Aim of the task> From the data below, copy out every line in which the word "ProviderKind" occurs.

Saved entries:
_ _ _ _ _
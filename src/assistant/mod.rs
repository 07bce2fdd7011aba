//! AI Assistant Capability
//!
//! The session only needs one thing from an AI provider: given a system
//! context and a user prompt, return the assistant's text. `Assistant` is that
//! capability; `AssistantClient` implements it with one variant per provider,
//! chosen once at construction from the configuration.
//!
//! # Providers
//! - `Ollama`: local `/api/generate` endpoint
//! - `Azure`: Azure AI inference chat-completions endpoint (GitHub Models)
//! - `OpenAi`: OpenAI-compatible chat-completions endpoint

use serde::Deserialize;
use std::future::Future;
use std::time::Duration;
use tracing::debug;

use crate::config::{AiSettings, ModelOptions, ProviderKind};
use crate::error::{NlQueryError, Result};

/// Default Ollama endpoint when neither config nor `OLLAMA_API_BASE` set one
const DEFAULT_OLLAMA_BASE: &str = "http://127.0.0.1:11434";

/// Default OpenAI API base URL
const DEFAULT_OPENAI_BASE: &str = "https://api.openai.com/v1";

/// Default Azure AI inference endpoint
const DEFAULT_AZURE_ENDPOINT: &str = "https://models.inference.ai.azure.com";

/// Default environment variable holding the Azure key
const DEFAULT_AZURE_KEY_ENV: &str = "GITHUB_TOKEN";

/// Default environment variable holding the OpenAI key
const DEFAULT_OPENAI_KEY_ENV: &str = "OPENAI_API_KEY";

/// HTTP timeout for a single completion
const REQUEST_TIMEOUT: Duration = Duration::from_secs(120);

/// Completion capability consumed by the session
pub trait Assistant {
    /// Ask the assistant `prompt` with `system_context` as the system message
    fn complete(
        &self,
        system_context: &str,
        prompt: &str,
    ) -> impl Future<Output = Result<String>> + Send;
}

/// Provider-specific client, selected at construction
#[derive(Debug, Clone)]
pub enum AssistantClient {
    /// Local Ollama server
    Ollama {
        http: reqwest::Client,
        base_url: String,
        model: String,
        options: ModelOptions,
    },
    /// Azure AI inference (chat completions)
    Azure {
        http: reqwest::Client,
        endpoint: String,
        api_key: String,
        model: String,
        options: ModelOptions,
    },
    /// OpenAI-compatible chat completions
    OpenAi {
        http: reqwest::Client,
        base_url: String,
        api_key: String,
        model: String,
        options: ModelOptions,
    },
}

impl AssistantClient {
    /// Build the client for the configured provider
    ///
    /// Fails with `ConfigError` when the provider section or its API key is missing.
    pub fn from_settings(settings: &AiSettings) -> Result<Self> {
        let http = reqwest::Client::builder()
            .timeout(REQUEST_TIMEOUT)
            .build()
            .map_err(|e| NlQueryError::config_error(format!("Could not create HTTP client: {e}")))?;
        let options = settings.options.clone();

        match settings.provider {
            ProviderKind::Ollama => {
                let section = settings.ollama.clone().unwrap_or_default();
                let base_url = section
                    .base_url
                    .or_else(|| std::env::var("OLLAMA_API_BASE").ok())
                    .unwrap_or_else(|| DEFAULT_OLLAMA_BASE.to_string());
                let model = required_model(section.model, "ollama")?;
                Ok(Self::Ollama { http, base_url: trim_slash(base_url), model, options })
            }
            ProviderKind::Azure => {
                let section = settings.azure.clone().unwrap_or_default();
                let key_env = section.api_key_env.unwrap_or_else(|| DEFAULT_AZURE_KEY_ENV.to_string());
                let api_key = api_key_from_env(&key_env, "azure")?;
                let endpoint = section.endpoint.unwrap_or_else(|| DEFAULT_AZURE_ENDPOINT.to_string());
                let model = required_model(section.model, "azure")?;
                Ok(Self::Azure { http, endpoint: trim_slash(endpoint), api_key, model, options })
            }
            ProviderKind::OpenAi => {
                let section = settings.openai.clone().unwrap_or_default();
                let key_env = section.api_key_env.unwrap_or_else(|| DEFAULT_OPENAI_KEY_ENV.to_string());
                let api_key = api_key_from_env(&key_env, "openai")?;
                let base_url = section.base_url.unwrap_or_else(|| DEFAULT_OPENAI_BASE.to_string());
                let model = required_model(section.model, "openai")?;
                Ok(Self::OpenAi { http, base_url: trim_slash(base_url), api_key, model, options })
            }
        }
    }

    /// Provider name for banners and logs
    #[must_use]
    pub const fn provider_name(&self) -> &'static str {
        match self {
            Self::Ollama { .. } => "ollama",
            Self::Azure { .. } => "azure",
            Self::OpenAi { .. } => "openai",
        }
    }

    /// Model or deployment in use
    #[must_use]
    pub fn model_name(&self) -> &str {
        match self {
            Self::Ollama { model, .. } | Self::Azure { model, .. } | Self::OpenAi { model, .. } => model,
        }
    }
}

impl Assistant for AssistantClient {
    async fn complete(&self, system_context: &str, prompt: &str) -> Result<String> {
        debug!(provider = self.provider_name(), model = self.model_name(), "sending completion request");

        let text = match self {
            Self::Ollama { http, base_url, model, options } => {
                ollama_generate(http, base_url, model, options, system_context, prompt).await?
            }
            Self::Azure { http, endpoint, api_key, model, options } => {
                let url = format!("{endpoint}/chat/completions");
                chat_completion(http, &url, api_key, model, options, system_context, prompt).await?
            }
            Self::OpenAi { http, base_url, api_key, model, options } => {
                let url = format!("{base_url}/chat/completions");
                chat_completion(http, &url, api_key, model, options, system_context, prompt).await?
            }
        };

        if text.trim().is_empty() {
            return Err(NlQueryError::assistant_failed(format!(
                "Empty response from {}",
                self.provider_name()
            )));
        }
        Ok(text)
    }
}

async fn ollama_generate(
    http: &reqwest::Client,
    base_url: &str,
    model: &str,
    options: &ModelOptions,
    system_context: &str,
    prompt: &str,
) -> Result<String> {
    #[derive(Deserialize)]
    struct GenerateResponse {
        response: String,
    }

    let mut ollama_options = serde_json::Map::new();
    if let Some(temperature) = options.temperature {
        ollama_options.insert("temperature".to_string(), temperature.into());
    }
    if let Some(top_p) = options.top_p {
        ollama_options.insert("top_p".to_string(), top_p.into());
    }
    if let Some(max_tokens) = options.max_tokens {
        ollama_options.insert("num_predict".to_string(), max_tokens.into());
    }

    let response = http
        .post(format!("{base_url}/api/generate"))
        .json(&serde_json::json!({
            "model": model,
            "system": system_context,
            "prompt": prompt,
            "options": ollama_options,
            "stream": false
        }))
        .send()
        .await
        .map_err(|e| NlQueryError::assistant_failed(format!("Ollama request failed: {e}")))?;

    let body: GenerateResponse = read_json(response, "Ollama").await?;
    Ok(body.response)
}

async fn chat_completion(
    http: &reqwest::Client,
    url: &str,
    api_key: &str,
    model: &str,
    options: &ModelOptions,
    system_context: &str,
    prompt: &str,
) -> Result<String> {
    #[derive(Deserialize)]
    struct Message {
        content: Option<String>,
    }
    #[derive(Deserialize)]
    struct Choice {
        message: Message,
    }
    #[derive(Deserialize)]
    struct ChatResponse {
        choices: Vec<Choice>,
    }

    let mut body = serde_json::json!({
        "model": model,
        "messages": [
            {"role": "system", "content": system_context},
            {"role": "user", "content": prompt}
        ]
    });
    if let Some(temperature) = options.temperature {
        body["temperature"] = temperature.into();
    }
    if let Some(top_p) = options.top_p {
        body["top_p"] = top_p.into();
    }
    if let Some(max_tokens) = options.max_tokens {
        body["max_tokens"] = max_tokens.into();
    }

    let response = http
        .post(url)
        .bearer_auth(api_key)
        .json(&body)
        .send()
        .await
        .map_err(|e| NlQueryError::assistant_failed(format!("Chat completion request failed: {e}")))?;

    let parsed: ChatResponse = read_json(response, "Chat completion").await?;
    parsed
        .choices
        .into_iter()
        .next()
        .and_then(|choice| choice.message.content)
        .ok_or_else(|| NlQueryError::assistant_failed("Chat completion returned no choices"))
}

async fn read_json<T: serde::de::DeserializeOwned>(response: reqwest::Response, what: &str) -> Result<T> {
    let status = response.status();
    if !status.is_success() {
        let body = response.text().await.unwrap_or_default();
        return Err(NlQueryError::assistant_failed(format!("{what} API error {status}: {body}")));
    }

    response
        .json()
        .await
        .map_err(|e| NlQueryError::assistant_failed(format!("{what} returned an unexpected body: {e}")))
}

fn required_model(model: Option<String>, provider: &str) -> Result<String> {
    model.filter(|m| !m.trim().is_empty()).ok_or_else(|| {
        NlQueryError::config_error(format!("ai.{provider}.model must be set for the {provider} provider"))
    })
}

fn api_key_from_env(var: &str, provider: &str) -> Result<String> {
    std::env::var(var).map_err(|_| {
        NlQueryError::config_error(format!(
            "Environment variable {var} not found for the {provider} API key"
        ))
    })
}

fn trim_slash(url: String) -> String {
    url.trim_end_matches('/').to_string()
}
_ _ _ _ _
Exercise solution>
use crate::config::{AiSettings, ModelOptions, ProviderKind};
            ProviderKind::Ollama => {
            ProviderKind::Azure => {
            ProviderKind::OpenAi => {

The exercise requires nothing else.